На этом облезлом клочке земли еще вчера стоял «плимут» 58-го года.

Земля никуда не делась, а вот «плимут» пропал.

– Арни, – сказал я, торопливо паркуясь возле тротуара. – Успокойся, не действуй сгоряча, ради бога!

Он не обратил на мои слова никакого внимания. Подозреваю, он вообще меня не услышал. На его побледневшей мертвенной коже пылали багровые прыщи. Он распахнул дверь пассажирского сиденья и выскочил из салона, не дожидаясь, пока машина полностью остановится.

– Арни…

– Это все мой папаша! – в гневе и растерянности проговорил он. – За милю чую проделки этого гада…

И Арни рванул по лужайке к дому Лебэя.

Я вышел из машины и поспешил следом, думая, когда же это все закончится. Арни только что назвал своего отца гадом! Я ушам своим не верил.

Он занес кулак над дверью, и в тот же миг она отворилась.

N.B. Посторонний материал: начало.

//! Response types returned as tool content.

use chrono::{DateTime, SecondsFormat, Utc};
use serde::Serialize;
use serde_json::{Map, Value};

use hatchet_client::RunResult;
use hatchet_core::{QueueCounts, Workflow, WorkflowRun};

/// Workflow information returned by list_workflows.
#[derive(Debug, Serialize)]
pub struct WorkflowInfo {
    pub id: String,
    pub name: String,
    pub description: Option<String>,
    pub version: Option<String>,
}

impl From<Workflow> for WorkflowInfo {
    fn from(w: Workflow) -> Self {
        Self {
            id: w.id.into_inner(),
            name: w.name,
            description: w.description,
            version: w.version,
        }
    }
}

/// Run information returned by list_runs, search_runs and get_run_status.
#[derive(Debug, Serialize)]
pub struct RunInfo {
    pub id: String,
    pub workflow_id: Option<String>,
    pub workflow_name: Option<String>,
    pub status: Option<String>,
    pub created_at: Option<String>,
    pub started_at: Option<String>,
    pub finished_at: Option<String>,
    pub additional_metadata: Map<String, Value>,
}

fn timestamp(t: Option<DateTime<Utc>>) -> Option<String> {
    t.map(|t| t.to_rfc3339_opts(SecondsFormat::Millis, true))
}

impl From<WorkflowRun> for RunInfo {
    fn from(run: WorkflowRun) -> Self {
        Self {
            id: run.id.into_inner(),
            workflow_id: run.workflow_id.map(|id| id.into_inner()),
            workflow_name: run.workflow_name,
            status: run.status.map(|s| s.as_str().to_string()),
            created_at: timestamp(run.created_at),
            started_at: timestamp(run.started_at),
            finished_at: timestamp(run.finished_at),
            additional_metadata: run.additional_metadata,
        }
    }
}

/// Output of a run returned by get_run_result.
#[derive(Debug, Serialize)]
pub struct RunResultInfo {
    pub run_id: String,
    pub status: Option<String>,

    /// Whether the run has reached a terminal state.
    pub finished: bool,

    /// Run output; null until the run produces one.
    pub result: Option<Value>,
}

impl From<RunResult> for RunResultInfo {
    fn from(r: RunResult) -> Self {
        Self {
            run_id: r.run.id.into_inner(),
            status: r.run.status.map(|s| s.as_str().to_string()),
            finished: r.run.status.is_some_and(|s| s.is_terminal()),
            result: r.output,
        }
    }
}

/// Run counts returned by get_queue_metrics.
#[derive(Debug, Serialize)]
pub struct QueueMetrics {
    /// Workflow the counts are restricted to, or "all".
    pub workflow_name: String,
    pub time_range_hours: u32,

    /// Most runs sampled for the counts.
    pub sample_limit: u32,

    /// True when the sample hit its limit, so counts may be low.
    pub truncated: bool,

    pub counts: QueueCounts,
}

На пороге стоял Роланд Д. Лебэй. Сегодня он соизволил накинуть на корсет рубашку.

Старик одарил взбешенного Арни елейной корыстолюбивой улыбочкой.

– Здравствуй, сынок, – сказал он.

– Где она?! – завопил Арни. – Мы же договорились! Вы расписку дали!

– Спокойно, – ответил Лебэй и посмотрел на меня: я стоял на нижней ступеньке крыльца, засунув руки в карманы. – Что стряслось с твоим другом, сынок?

– Машины нет на месте, вот что с ним стряслось.

– Кто ее купил?! – проорал Арни.

Я никогда не видел его таким злым. Будь у него пушка, не сомневаюсь, он приставил бы ее к виску Лебэя. Я был просто в шоке – и в восхищении. На моих глазах пушистый кролик вдруг превратился в хищника. Я даже на секунду предположил, что у него развилась опухоль мозга, прости господи.

– Кто ее купил? – спокойно повторил Лебэй. – Да пока никто, сынок. Ты внес задаток, вот я и загнал ее в гараж. Чтобы поставить запасную шину и поменять масло. – Он просиял и одарил нас обоих великодушной улыбкой.

– Да вы просто молодец, – сказал я.

Арни недоверчиво посмотрел на него, затем покосился на жалкий одноместный гараж. С домом его соединял крытый проход, тоже видавший виды.

– Кроме того, я не хотел, чтобы она мозолила глаза окружающим. Вдруг бы еще кто позарился? Раз или два какие-то хулиганы бросили в нее камень. О да, соседи мне достались отменные, из БК.

– Это еще что такое?

– Бригада козлов, сынок.

Он окинул зловещим снайперским взглядом противоположную сторону улицы: аккуратные машины соседей, уже вернувшихся с работы, детей, играющих в пятнашки, и людей, попивающих пиво на своих террасах в только что наступившей вечерней прохладе.

– Хотел бы я знать, кто бросил этот камень, – тихо проговорил он. – Очень бы хотел.

Арни откашлялся.

– Простите, что вспылил.

– Ничего! – вновь просиял Лебэй. – Мне нравится, когда человек может постоять за свою собственность. Или почти свою. Деньги принес?

– Принес.

– Ну, тогда милости прошу в дом. Проходите оба. Я перепишу ее на твое имя, и мы пропустим по стаканчику.

– Нет, спасибо. Я лучше тут подожду.

– Как угодно, сынок, – сказал Лебэй и… подмигнул. По сей день я понятия не имею, что это значило. Они вошли в дом, дверь закрылась. Рыбка сидела в садке и ждала, когда ее выпотрошат.

Окончательно упав духом, я прошел по крытому проходу к гаражу и дернул ручку. Дверь легко отворилась и выпустила изнутри знакомую вонь: масла, заплесневелой обивки, спертого летнего зноя.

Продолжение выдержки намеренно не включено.